« Nos ressources sont de valeur. Maintenons-les ! »
Nouvelles dispositions du paquet de lois « déchets et ressources » dès le 1er janvier 2023
Le 1er janvier 2023, de nouvelles dispositions du paquet de lois « déchets et ressources », publié en juin 2022, entrent en vigueur. Principaux secteurs concernés : grande distribution, Horesca et événementiel. Dans cette interview, Joëlle Welfring, ministre de l’Environnement, du Climat et du Développement durable, rappelle les nouvelles prérogatives et recadre ces dispositions dans le contexte national et européen.
Madame Welfring, depuis la publication du paquet de lois déchets-ressources du 9 juin 2022, et en vue des premières échéances qui arrivent avec la nouvelle année, comment le ministère a-t-il préparé l’application des nouvelles dispositions ?
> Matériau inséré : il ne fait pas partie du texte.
//! API endpoints module.

pub mod messages;

pub use messages::list_messages;
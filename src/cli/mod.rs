//! CLI commands for Courier using clap.

use anyhow::{Context, Result};
use clap::{Args, Parser, Subcommand};
use std::path::PathBuf;
use std::sync::Arc;
use tokio_util::sync::CancellationToken;

use crate::config::{load_settings, Settings};
use crate::core::{encode_checked, ConversationQuery, ConversationService, Ingestor};
use crate::queue::{inbox_key, FileQueue, MessageQueue};
use crate::store::{MessageStore, SqliteStore};
use crate::web::{self, AppState, WebServerConfig};

/// Courier - queue-fed message ingestion with per-recipient inboxes.
#[derive(Parser)]
#[command(name = "courier")]
#[command(version)]
#[command(about = "Courier - point-to-point message ingestion and history API", long_about = None)]
pub struct Commands {
    /// SQLite message database (overrides store.path)
    #[arg(long, global = true, env = "COURIER_DB")]
    pub db: Option<PathBuf>,

    /// Queue root directory (overrides queue.dir)
    #[arg(long, global = true, env = "COURIER_QUEUE_DIR")]
    pub queue_dir: Option<PathBuf>,

    #[command(subcommand)]
    pub command: Command,
}

#[derive(Subcommand)]
pub enum Command {
    /// Run the ingestion loop and serve the history API
    Serve(ServeArgs),

    /// Push a message onto the intake queue
    Send {
        /// Sender id
        #[arg(long)]
        from: String,

        /// Recipient id
        #[arg(long)]
        to: String,

        /// Message text
        #[arg(required = true, num_args = 1..)]
        content: Vec<String>,
    },

    /// Print conversation history
    History {
        /// User whose messages to list
        user: String,

        /// Only messages exchanged with this peer
        #[arg(long)]
        peer: Option<String>,

        /// Print JSON instead of text
        #[arg(long)]
        json: bool,
    },

    /// Queue operations
    Queue {
        #[command(subcommand)]
        action: QueueCommand,
    },
}

#[derive(Args)]
pub struct ServeArgs {
    /// Bind address (overrides server.host)
    #[arg(long, env = "COURIER_HOST")]
    pub host: Option<String>,

    /// Listen port (overrides server.port)
    #[arg(long, env = "COURIER_PORT")]
    pub port: Option<u16>,
}

#[derive(Subcommand)]
pub enum QueueCommand {
    /// Show pending intake items
    Stats,

    /// Show a user's inbox without consuming it
    Inbox {
        /// Inbox owner
        user: String,
    },
}

impl Commands {
    /// Settings file values with the global flag overrides applied.
    pub fn settings(&self) -> Result<Settings> {
        let mut settings = load_settings()?;
        if let Some(db) = &self.db {
            settings.store.path = Some(db.clone());
        }
        if let Some(dir) = &self.queue_dir {
            settings.queue.dir = Some(dir.clone());
        }
        Ok(settings)
    }

    pub async fn run(&self, settings: Settings) -> Result<()> {
        match &self.command {
            Command::Serve(args) => cmd_serve(settings, args).await,
            Command::Send { from, to, content } => cmd_send(&settings, from, to, &content.join(" ")).await,
            Command::History { user, peer, json } => cmd_history(&settings, user, peer.clone(), *json).await,
            Command::Queue { action } => cmd_queue(&settings, action).await,
        }
    }
}

fn open_store(settings: &Settings) -> Result<Arc<dyn MessageStore>> {
    let path = settings.store_path()?;
    let store = SqliteStore::open_with_busy_timeout(&path, settings.busy_timeout())
        .with_context(|| format!("opening message store {}", path.display()))?;
    Ok(Arc::new(store))
}

fn open_queue(settings: &Settings) -> Result<Arc<dyn MessageQueue>> {
    let dir = settings.queue_dir()?;
    let queue = FileQueue::open(&dir)
        .with_context(|| format!("opening queue {}", dir.display()))?;
    Ok(Arc::new(queue))
}

// Command implementations

async fn cmd_serve(mut settings: Settings, args: &ServeArgs) -> Result<()> {
    if let Some(host) = &args.host {
        settings.server.host = host.clone();
    }
    if let Some(port) = args.port {
        settings.server.port = port;
    }

    // Any failure up to here is fatal: no retry, no degraded mode.
    let store = open_store(&settings)?;
    let queue = open_queue(&settings)?;
    let listener = web::server::bind(&WebServerConfig::from(settings.server.clone())).await?;

    let cancel = CancellationToken::new();
    let ingest = Ingestor::new(queue, store.clone(), settings.ingest_config()).spawn(cancel.clone());

    let on_signal = cancel.clone();
    tokio::spawn(async move {
        if tokio::signal::ctrl_c().await.is_ok() {
            tracing::info!("Shutdown requested");
            on_signal.cancel();
        }
    });

    let served = web::server::serve(listener, AppState::new(store), cancel.clone()).await;

    cancel.cancel();
    if let Err(e) = ingest.await {
        tracing::error!("Ingestion task failed: {}", e);
    }

    served.map_err(Into::into)
}

async fn cmd_send(settings: &Settings, from: &str, to: &str, content: &str) -> Result<()> {
    let raw = encode_checked(from, to, content)
        .with_context(|| format!("refusing to send {} -> {}", from, to))?;

    let queue = open_queue(settings)?;
    queue.push(&settings.queue.intake, &raw).await?;

    println!("Queued message {} -> {}", from, to);
    Ok(())
}

async fn cmd_history(settings: &Settings, user: &str, peer: Option<String>, json: bool) -> Result<()> {
    let service = ConversationService::new(open_store(settings)?);
    let messages = service.history(&ConversationQuery::new(user, peer)).await?;

    if json {
        println!("{}", serde_json::to_string_pretty(&messages)?);
        return Ok(());
    }

    if messages.is_empty() {
        println!("No messages.");
    }
    for msg in &messages {
        println!(
            "[{}] {} -> {}: {}",
            msg.timestamp.format("%Y-%m-%d %H:%M:%S"),
            msg.sender,
            msg.recipient,
            msg.content
        );
    }
    Ok(())
}

async fn cmd_queue(settings: &Settings, action: &QueueCommand) -> Result<()> {
    let queue = open_queue(settings)?;

    match action {
        QueueCommand::Stats => {
            let pending = queue.len(&settings.queue.intake).await?;
            println!("Queue Stats:");
            println!("  Intake:  {}", settings.queue.intake);
            println!("  Pending: {}", pending);
        }
        QueueCommand::Inbox { user } => {
            let items = queue.peek_all(&inbox_key(user)).await?;
            if items.is_empty() {
                println!("Inbox for {} is empty.", user);
            }
            for item in items {
                println!("{}", item);
            }
        }
    }
    Ok(())
}
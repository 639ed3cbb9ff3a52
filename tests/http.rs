//! HTTP contract of `GET /messages`.

use async_trait::async_trait;
use axum::body::{to_bytes, Body};
use axum::http::{Request, StatusCode};
use axum::Router;
use std::sync::Arc;
use tower::ServiceExt;

use courier::core::{IngestConfig, Ingestor, Message};
use courier::queue::{MemoryQueue, MessageQueue};
use courier::store::{ConversationFilter, MessageStore, SqliteStore, StoreError};
use courier::web::{create_app_router, AppState};

struct DownStore;

#[async_trait]
impl MessageStore for DownStore {
    async fn append(&self, _message: &Message) -> Result<(), StoreError> {
        Err(StoreError::Other("database is down".to_string()))
    }

    async fn conversation(&self, _filter: &ConversationFilter) -> Result<Vec<Message>, StoreError> {
        Err(StoreError::Other("database is down".to_string()))
    }

    async fn count(&self) -> Result<usize, StoreError> {
        Err(StoreError::Other("database is down".to_string()))
    }
}

async fn get(app: Router, uri: &str) -> (StatusCode, Vec<u8>) {
    let response = app
        .oneshot(Request::builder().uri(uri).body(Body::empty()).unwrap())
        .await
        .unwrap();
    let status = response.status();
    let body = to_bytes(response.into_body(), usize::MAX).await.unwrap();
    (status, body.to_vec())
}

/// Router over a store filled by running the ingestion loop.
async fn seeded_app(dir: &tempfile::TempDir, items: &[&str]) -> Router {
    let queue = Arc::new(MemoryQueue::new());
    let store = Arc::new(SqliteStore::open(dir.path().join("messages.db")).unwrap());
    let ingestor = Ingestor::new(queue.clone(), store.clone(), IngestConfig::default());

    for item in items {
        queue.push("incoming", item).await.unwrap();
        ingestor.step().await;
    }
    create_app_router(AppState::new(store))
}

#[tokio::test]
async fn returns_conversation_as_json() {
    let dir = tempfile::tempdir().unwrap();
    let app = seeded_app(&dir, &["alice|bob|hello", "bob|alice|hi back", "carol|bob|psst"]).await;

    let (status, body) = get(app, "/messages?user=bob&peer=alice").await;
    assert_eq!(status, StatusCode::OK);

    let json: serde_json::Value = serde_json::from_slice(&body).unwrap();
    let list = json.as_array().unwrap();
    assert_eq!(list.len(), 2);
    assert_eq!(list[0]["from"], "alice");
    assert_eq!(list[0]["to"], "bob");
    assert_eq!(list[0]["content"], "hello");
    assert!(list[0]["timestamp"].is_string());
    assert_eq!(list[1]["from"], "bob");
    assert_eq!(list[1]["content"], "hi back");
}

#[tokio::test]
async fn without_peer_returns_everything_for_user() {
    let dir = tempfile::tempdir().unwrap();
    let app = seeded_app(&dir, &["alice|bob|1", "carol|bob|2", "alice|carol|3"]).await;

    let (status, body) = get(app, "/messages?user=bob").await;
    assert_eq!(status, StatusCode::OK);

    let messages: Vec<Message> = serde_json::from_slice(&body).unwrap();
    let contents: Vec<_> = messages.iter().map(|m| m.content.as_str()).collect();
    assert_eq!(contents, vec!["1", "2"]);
}

#[tokio::test]
async fn empty_result_is_an_empty_array() {
    let dir = tempfile::tempdir().unwrap();
    let app = seeded_app(&dir, &[]).await;

    let (status, body) = get(app, "/messages?user=nobody").await;
    assert_eq!(status, StatusCode::OK);
    assert_eq!(body, b"[]");
}

#[tokio::test]
async fn missing_user_is_bad_request() {
    let app = create_app_router(AppState::new(Arc::new(DownStore)));

    for uri in ["/messages", "/messages?user=", "/messages?peer=bob"] {
        let (status, body) = get(app.clone(), uri).await;
        assert_eq!(status, StatusCode::BAD_REQUEST, "{}", uri);
        assert_eq!(String::from_utf8(body).unwrap(), "user param required");
    }
}

#[tokio::test]
async fn storage_failure_is_server_error_with_detail() {
    let app = create_app_router(AppState::new(Arc::new(DownStore)));

    let (status, body) = get(app, "/messages?user=alice&peer=bob").await;
    assert_eq!(status, StatusCode::INTERNAL_SERVER_ERROR);
    assert_eq!(String::from_utf8(body).unwrap(), "database is down");
}

#[tokio::test]
async fn health_check() {
    let app = create_app_router(AppState::new(Arc::new(DownStore)));

    let (status, body) = get(app, "/health").await;
    assert_eq!(status, StatusCode::OK);
    assert_eq!(body, b"OK");
}
//! Web server module (Axum + API).

pub mod api;
pub mod router;
pub mod server;

use std::sync::Arc;

use crate::core::ConversationService;
use crate::store::MessageStore;

pub use router::create_app_router;
pub use server::{run_server, WebServerConfig};

/// Shared handler state.
#[derive(Clone)]
pub struct AppState {
    pub conversations: ConversationService,
}

impl AppState {
    pub fn new(store: Arc<dyn MessageStore>) -> Self {
        Self {
            conversations: ConversationService::new(store),
        }
    }
}
//! Web server using Axum.

use std::net::SocketAddr;
use tokio::net::TcpListener;
use tokio_util::sync::CancellationToken;

use super::router::create_app_router;
use super::AppState;
use crate::config::ServerConfig;
use crate::error::{Error, Result};

/// Web server configuration.
pub struct WebServerConfig {
    pub port: u16,
    pub host: String,
}

impl Default for WebServerConfig {
    fn default() -> Self {
        ServerConfig::default().into()
    }
}

impl From<ServerConfig> for WebServerConfig {
    fn from(config: ServerConfig) -> Self {
        Self {
            port: config.port,
            host: config.host,
        }
    }
}

impl WebServerConfig {
    pub fn addr(&self) -> Result<SocketAddr> {
        format!("{}:{}", self.host, self.port)
            .parse()
            .map_err(|e| Error::Config(format!("Invalid address {}:{}: {}", self.host, self.port, e)))
    }
}

/// Bind the listening socket.
pub async fn bind(config: &WebServerConfig) -> Result<TcpListener> {
    let addr = config.addr()?;
    let listener = TcpListener::bind(addr).await?;
    tracing::info!("Backend API listening on {}", addr);
    Ok(listener)
}

/// Serve the API on `listener` until `shutdown` fires.
pub async fn serve(listener: TcpListener, state: AppState, shutdown: CancellationToken) -> Result<()> {
    let app = create_app_router(state);

    axum::serve(listener, app)
        .with_graceful_shutdown(async move { shutdown.cancelled().await })
        .await
        .map_err(|e| Error::Web(e.to_string()))?;

    tracing::info!("Web server stopped");
    Ok(())
}

/// Bind and run the web server.
pub async fn run_server(config: WebServerConfig, state: AppState, shutdown: CancellationToken) -> Result<()> {
    let listener = bind(&config).await?;
    serve(listener, state, shutdown).await
}
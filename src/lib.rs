//! Courier library root.

pub mod cli;
pub mod config;
pub mod core;
pub mod error;
pub mod logging;
pub mod queue;
pub mod store;
pub mod web;

pub use cli::Commands;
pub use config::{load_settings, Settings};
pub use core::{ConversationQuery, ConversationService, IngestConfig, Ingestor, Message, StepOutcome};
pub use error::{Error, Result};
pub use queue::{FileQueue, MemoryQueue, MessageQueue};
pub use store::{MessageStore, SqliteStore};
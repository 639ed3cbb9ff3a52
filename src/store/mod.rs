//! Durable message store.

use async_trait::async_trait;
use thiserror::Error;

use crate::core::Message;

pub mod sqlite;

pub use sqlite::SqliteStore;

#[derive(Error, Debug)]
pub enum StoreError {
    #[error("IO error: {0}")]
    Io(#[from] std::io::Error),

    #[error("sqlite {op}: {source}")]
    Sqlite {
        op: &'static str,
        #[source]
        source: rusqlite::Error,
    },

    #[error("Store task failed: {0}")]
    Task(String),

    #[error("{0}")]
    Other(String),
}

impl StoreError {
    pub(crate) fn sqlite(op: &'static str) -> impl FnOnce(rusqlite::Error) -> Self {
        move |source| StoreError::Sqlite { op, source }
    }
}

/// Which messages a conversation lookup selects.
#[derive(Debug, Clone, PartialEq, Eq)]
pub enum ConversationFilter {
    /// Messages exchanged between two participants, in either direction.
    Pair { user: String, peer: String },
    /// Every message `user` sent or received.
    Participant { user: String },
}

/// Append-only store of delivered messages.
#[async_trait]
pub trait MessageStore: Send + Sync {
    /// Persist one message.
    async fn append(&self, message: &Message) -> Result<(), StoreError>;

    /// Messages matching `filter`, oldest first.
    async fn conversation(&self, filter: &ConversationFilter) -> Result<Vec<Message>, StoreError>;

    /// Total number of stored messages.
    async fn count(&self) -> Result<usize, StoreError>;
}
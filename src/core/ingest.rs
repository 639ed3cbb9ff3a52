//! Ingestion loop: intake queue -> decode -> store -> recipient inbox.
//!
//! Delivery is at-most-once. An item is gone from the intake queue as soon as
//! it is popped, so a malformed item or a failed store write loses it. The
//! store is the system of record; the inbox push is a best-effort notification
//! and its failure does not change what the loop does next.
//!
//! Each backend call runs to completion before the step decides its outcome;
//! time limits belong to the backends (e.g. the SQLite busy timeout), so a
//! reported failure never hides a write that went through.

use chrono::Utc;
use std::sync::Arc;
use std::time::Duration;
use tokio::task::JoinHandle;
use tokio_util::sync::CancellationToken;

use crate::core::message::decode;
use crate::queue::{inbox_key, MessageQueue, DEFAULT_INTAKE};
use crate::store::MessageStore;

/// Ingestion loop settings.
#[derive(Debug, Clone)]
pub struct IngestConfig {
    /// List key producers push encoded messages onto.
    pub intake: String,
    /// Wait before polling again after an empty (or failed) fetch.
    pub poll_interval: Duration,
}

impl Default for IngestConfig {
    fn default() -> Self {
        Self {
            intake: DEFAULT_INTAKE.to_string(),
            poll_interval: Duration::from_secs(1),
        }
    }
}

/// What a single pass of the loop did.
#[derive(Debug, Clone, PartialEq, Eq)]
pub enum StepOutcome {
    /// The intake queue had nothing to give.
    Empty,
    /// The intake queue could not be read.
    FetchFailed,
    /// The item did not decode and was dropped.
    Malformed,
    /// The item decoded but could not be stored, and was dropped.
    StoreFailed,
    /// The message was stored. `published` tells whether the inbox push went through.
    Delivered { recipient: String, published: bool },
}

impl StepOutcome {
    /// Whether the loop should back off before the next fetch.
    pub fn should_idle(&self) -> bool {
        matches!(self, StepOutcome::Empty | StepOutcome::FetchFailed)
    }
}

/// The single consumer of the intake queue.
#[derive(Clone)]
pub struct Ingestor {
    queue: Arc<dyn MessageQueue>,
    store: Arc<dyn MessageStore>,
    config: IngestConfig,
}

impl Ingestor {
    pub fn new(
        queue: Arc<dyn MessageQueue>,
        store: Arc<dyn MessageStore>,
        config: IngestConfig,
    ) -> Self {
        Self {
            queue,
            store,
            config,
        }
    }

    /// Run one fetch/decode/persist/publish pass.
    pub async fn step(&self) -> StepOutcome {
        let raw = match self.queue.pop(&self.config.intake).await {
            Ok(Some(raw)) => raw,
            Ok(None) => return StepOutcome::Empty,
            Err(e) => {
                tracing::error!("Failed to fetch from {}: {}", self.config.intake, e);
                return StepOutcome::FetchFailed;
            }
        };

        let envelope = match decode(&raw) {
            Ok(envelope) => envelope,
            Err(e) => {
                tracing::debug!("Dropping malformed message ({}): {:?}", e, raw);
                return StepOutcome::Malformed;
            }
        };

        let (message, raw) = envelope.stamp(Utc::now());
        if let Err(e) = self.store.append(&message).await {
            tracing::error!(
                "Dropping message {} -> {}: store write failed: {}",
                message.sender,
                message.recipient,
                e
            );
            return StepOutcome::StoreFailed;
        }

        let inbox = inbox_key(&message.recipient);
        let published = match self.queue.push(&inbox, &raw).await {
            Ok(()) => true,
            Err(e) => {
                tracing::warn!("Inbox push to {} failed: {}", inbox, e);
                false
            }
        };

        tracing::debug!(
            "Delivered message {} -> {} ({} bytes)",
            message.sender,
            message.recipient,
            message.content.len()
        );
        StepOutcome::Delivered {
            recipient: message.recipient,
            published,
        }
    }

    /// Consume the intake queue until `cancel` fires.
    pub async fn run(&self, cancel: CancellationToken) {
        tracing::info!(
            "Ingestion loop started (intake={}, poll={:?})",
            self.config.intake,
            self.config.poll_interval
        );

        loop {
            if cancel.is_cancelled() {
                break;
            }

            let outcome = self.step().await;
            if outcome.should_idle() {
                tokio::select! {
                    _ = cancel.cancelled() => break,
                    _ = tokio::time::sleep(self.config.poll_interval) => {}
                }
            }
        }

        tracing::info!("Ingestion loop stopped");
    }

    /// Start the loop on its own task.
    pub fn spawn(self, cancel: CancellationToken) -> JoinHandle<()> {
        tokio::spawn(async move { self.run(cancel).await })
    }
}
//! Logging setup for Courier using tracing.

use anyhow::Result;
use std::path::PathBuf;
use tracing_appender::non_blocking::WorkerGuard;
use tracing_subscriber::{fmt, layer::SubscriberExt, util::SubscriberInitExt, EnvFilter};

use crate::config::LoggingConfig;

const DEFAULT_FILTER: &str = "info,courier=debug";

/// Install the console + daily-rolling file subscriber.
///
/// `RUST_LOG` wins over `config.filter`. The returned guard flushes the
/// file writer on drop; keep it alive for the lifetime of the process.
pub fn init(config: &LoggingConfig) -> Result<(WorkerGuard, PathBuf)> {
    let log_dir = log_dir(config)?;
    std::fs::create_dir_all(&log_dir)?;

    let (file_writer, guard) =
        tracing_appender::non_blocking(tracing_appender::rolling::daily(&log_dir, "courier.log"));

    tracing_subscriber::registry()
        .with(filter(config)?)
        .with(
            fmt::layer()
                .with_writer(file_writer)
                .with_ansi(false)
                .with_thread_ids(true)
                .with_file(true)
                .with_line_number(true),
        )
        .with(fmt::layer().with_writer(std::io::stderr))
        .try_init()?;

    tracing::debug!("Log directory: {}", log_dir.display());
    Ok((guard, log_dir))
}

fn filter(config: &LoggingConfig) -> Result<EnvFilter> {
    if let Ok(filter) = EnvFilter::try_from_default_env() {
        return Ok(filter);
    }
    let directives = config.filter.as_deref().unwrap_or(DEFAULT_FILTER);
    Ok(EnvFilter::try_new(directives)?)
}

fn log_dir(config: &LoggingConfig) -> Result<PathBuf> {
    if let Some(dir) = &config.dir {
        return Ok(dir.clone());
    }
    let dirs = directories::ProjectDirs::from("com", "courier", "courier")
        .ok_or_else(|| anyhow::anyhow!("Could not determine home directory"))?;
    Ok(dirs.data_dir().join("logs"))
}
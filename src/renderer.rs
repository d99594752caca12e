// src/renderer.rs

use std::collections::BTreeMap;
use std::fs;
use std::path::{Path, PathBuf};

use anyhow::Result;
use image::RgbImage;
use indicatif::ProgressBar;
use plotters::coord::Shift;
use plotters::prelude::*;
use plotters::style::text_anchor::{HPos, Pos, VPos};
use plotters::style::FontTransform;
use tracing::info;

use crate::colors::ColorRegistry;
use crate::error::ReportError;
use crate::model::{Period, RankingTable, UsageRecord};

/// Fixed panel grid per page: 3 rows by 4 columns, one panel per month.
pub const PANELS_PER_PAGE: usize = 12;
const GRID_ROWS: usize = 3;
const GRID_COLS: usize = 4;

const PAGE_WIDTH: u32 = 1600;
const PAGE_HEIGHT: u32 = 1200;

const PANEL_BACKGROUND: RGBColor = RGBColor(211, 211, 211);

/// One rendered report page.
#[derive(Debug, Clone, PartialEq, Eq)]
pub struct Page {
    pub year: i32,
    /// 1-based page number within the year.
    pub number: usize,
    /// Where the page was persisted, if a save directory was given.
    pub path: Option<PathBuf>,
}

/// Render the ranking table into yearly page grids.
///
/// Months group by calendar year; each year paginates at 12 panels per
/// page, trailing panels staying blank. Bar colors resolve through the
/// registry in panel order, so the first time a name is drawn anywhere in
/// the run fixes its color. Pages are written as JPEG files when
/// `save_dir` is given; write failures abort the run, earlier pages stay
/// on disk.
pub fn render(
    table: &RankingTable,
    registry: &mut ColorRegistry,
    save_dir: Option<&Path>,
) -> Result<Vec<Page>, ReportError> {
    if table.values().all(|entry| entry.is_empty()) {
        info!("no monthly rankings to render");
        return Ok(Vec::new());
    }

    if let Some(dir) = save_dir {
        fs::create_dir_all(dir).map_err(|source| ReportError::CreateOutputDir {
            path: dir.to_path_buf(),
            source,
        })?;
    }

    let years = group_by_year(table);
    let total_pages: usize = years.values().map(|months| page_count(months.len())).sum();
    let bar = ProgressBar::new(total_pages as u64);
    bar.set_message("Rendering pages");

    let mut pages = Vec::new();
    for (year, months) in &years {
        for (page_idx, chunk) in months.chunks(PANELS_PER_PAGE).enumerate() {
            let number = page_idx + 1;
            let mut buf = vec![0u8; (PAGE_WIDTH * PAGE_HEIGHT * 3) as usize];
            draw_page(&mut buf, *year, chunk, table, registry).map_err(|e| ReportError::Draw {
                page: format!("Year{year}_Page{number}"),
                msg: e.to_string(),
            })?;
            let path = match save_dir {
                Some(dir) => Some(save_page(&buf, dir, *year, number)?),
                None => None,
            };
            pages.push(Page {
                year: *year,
                number,
                path,
            });
            bar.inc(1);
        }
    }
    bar.finish_with_message("Rendering complete");
    Ok(pages)
}

/// Partition the table's months by calendar year, chronological within each.
pub fn group_by_year(table: &RankingTable) -> BTreeMap<i32, Vec<Period>> {
    let mut years: BTreeMap<i32, Vec<Period>> = BTreeMap::new();
    for &period in table.keys() {
        years.entry(period.year()).or_default().push(period);
    }
    years
}

/// Number of pages a year with `months` panels needs.
pub fn page_count(months: usize) -> usize {
    months.div_ceil(PANELS_PER_PAGE)
}

/// Deterministic page file name, keyed by year and page number.
pub fn page_filename(year: i32, page: usize) -> String {
    format!("Year{year}_Page{page}.jpg")
}

fn draw_page(
    buf: &mut [u8],
    year: i32,
    months: &[Period],
    table: &RankingTable,
    registry: &mut ColorRegistry,
) -> Result<()> {
    let root = BitMapBackend::with_buffer(buf, (PAGE_WIDTH, PAGE_HEIGHT)).into_drawing_area();
    root.fill(&WHITE)?;
    let body = root.titled(&format!("Top Usage - Year {year}"), ("sans-serif", 32))?;
    let panels = body.split_evenly((GRID_ROWS, GRID_COLS));
    // Panels past the last month stay blank; the grid shape never changes.
    for (panel, period) in panels.iter().zip(months.iter()) {
        let entry = table.get(period).map(Vec::as_slice).unwrap_or(&[]);
        draw_panel(panel, *period, entry, registry)?;
    }
    body.present()?;
    Ok(())
}

fn draw_panel<DB: DrawingBackend>(
    area: &DrawingArea<DB, Shift>,
    period: Period,
    entry: &[UsageRecord],
    registry: &mut ColorRegistry,
) -> Result<()>
where
    DB::ErrorType: 'static,
{
    if entry.is_empty() {
        let (w, _) = area.dim_in_pixel();
        let style = TextStyle::from(("sans-serif", 16).into_font())
            .color(&BLACK)
            .pos(Pos::new(HPos::Center, VPos::Top));
        area.draw(&Text::new(
            format!("Top Usage - {period}"),
            (w as i32 / 2, 10),
            style,
        ))?;
        return Ok(());
    }

    // Resolve colors in rank order so first encounters fix assignments.
    let bar_colors: Vec<RGBColor> = entry
        .iter()
        .map(|record| {
            let c = registry.resolve(&record.name);
            RGBColor(c.red, c.green, c.blue)
        })
        .collect();

    let names: Vec<&str> = entry.iter().map(|r| r.name.as_str()).collect();
    let top_share = entry.iter().map(|r| r.usage_perc).fold(0.0f64, f64::max);
    let y_max = top_share.max(1.0) * 1.15;

    let mut chart = ChartBuilder::on(area)
        .caption(format!("Top Usage - {period}"), ("sans-serif", 16))
        .margin(6)
        .x_label_area_size(72)
        .y_label_area_size(42)
        .build_cartesian_2d((0..entry.len()).into_segmented(), 0f64..y_max)?;

    chart.plotting_area().fill(&PANEL_BACKGROUND)?;

    let name_style =
        TextStyle::from(("sans-serif", 12).into_font()).transform(FontTransform::Rotate90);
    chart
        .configure_mesh()
        .disable_x_mesh()
        .x_labels(entry.len())
        .x_label_formatter(&|v| match v {
            SegmentValue::CenterOf(i) => names.get(*i).copied().unwrap_or("").to_string(),
            _ => String::new(),
        })
        .x_label_style(name_style)
        .y_labels(5)
        .y_desc("Usage %")
        .draw()?;

    chart.draw_series(entry.iter().enumerate().map(|(i, record)| {
        let mut bar = Rectangle::new(
            [
                (SegmentValue::Exact(i), 0.0),
                (SegmentValue::Exact(i + 1), record.usage_perc),
            ],
            bar_colors[i].filled(),
        );
        bar.set_margin(0, 0, 3, 3);
        bar
    }))?;

    let value_style = TextStyle::from(("sans-serif", 11).into_font())
        .color(&BLACK)
        .pos(Pos::new(HPos::Center, VPos::Bottom));
    chart.draw_series(entry.iter().enumerate().map(|(i, record)| {
        Text::new(
            format!("{:.1}%", record.usage_perc),
            (SegmentValue::CenterOf(i), record.usage_perc),
            value_style.clone(),
        )
    }))?;

    Ok(())
}

fn save_page(buf: &[u8], dir: &Path, year: i32, page: usize) -> Result<PathBuf, ReportError> {
    let path = dir.join(page_filename(year, page));
    let img = RgbImage::from_raw(PAGE_WIDTH, PAGE_HEIGHT, buf.to_vec()).ok_or_else(|| {
        ReportError::WritePage {
            path: path.clone(),
            msg: "page buffer size mismatch".to_string(),
        }
    })?;
    img.save(&path).map_err(|e| ReportError::WritePage {
        path: path.clone(),
        msg: e.to_string(),
    })?;
    Ok(path)
}
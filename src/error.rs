// src/error.rs

use std::io;
use std::path::PathBuf;

use thiserror::Error;

/// Errors that abort a run.
///
/// Missing or malformed monthly data never lands here: the store and the
/// normalizer degrade those to empty results with a warning. Only output
/// I/O and chart-backend failures propagate to the caller.
#[derive(Debug, Error)]
pub enum ReportError {
    /// The output directory could not be created.
    #[error("cannot create output directory {path}: {source}")]
    CreateOutputDir {
        path: PathBuf,
        #[source]
        source: io::Error,
    },

    /// A rendered page could not be encoded or written.
    #[error("failed to write page {path}: {msg}")]
    WritePage { path: PathBuf, msg: String },

    /// The chart backend failed while drawing a page.
    #[error("chart backend failed on {page}: {msg}")]
    Draw { page: String, msg: String },

    /// A file on the data tree could not be written.
    #[error("cannot write {path}: {source}")]
    WriteFile {
        path: PathBuf,
        #[source]
        source: io::Error,
    },

    /// The HTTP client could not be constructed.
    #[error("http client: {0}")]
    Http(#[from] reqwest::Error),
}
« Après mon entrée en fonction et afin de faire le point sur la mise en œuvre de la Loi déchets-ressources, j’ai tenu, avec mon cabinet, plusieurs réunions de concertation avec les représentants des secteurs économiques concernés. Plus spécifiquement, nous nous sommes échangés avec la Confédération luxembourgeoise du commerce, la Fédération des artisans et les organismes agréés comme Valorlux, Ecotrel ou Ecobatterien sur les dispositions qui entrent en vigueur au 1er janvier 2023. D’autres échanges avec des acteurs clés sont prévu pour début 2023.
Mes services ont ensuite travaillé sur les sujets spécifiques qui ont été identifiés lors de ces réunions. Nous avons, par exemple, organisé des workshops sur les infrastructures à prévoir dans les supermarchés ou encore élaboré une guidance pour la mise en œuvre pour le secteur de la restauration. »
Le secteur de la distribution alimentaire a émis quelques réserves par rapport aux nouvelles infrastructures de collecte à mettre en œuvre dans les supermarchés ?
« En effet, il y a une forte crainte de la part des supermarchés du pays concernant la complexité de mise en œuvre des nouvelles dispositions. En pratique, les supermarchés de 400 m2 ou plus prévoient l’installation d’un point de collecte d’emballages à la sortie des caisses, ceci à partir du 1er janvier 2023. Dès janvier 2024, les points de vente alimentaire de plus de 1.500 m2 devront disposer d’infrastructures de recyclage.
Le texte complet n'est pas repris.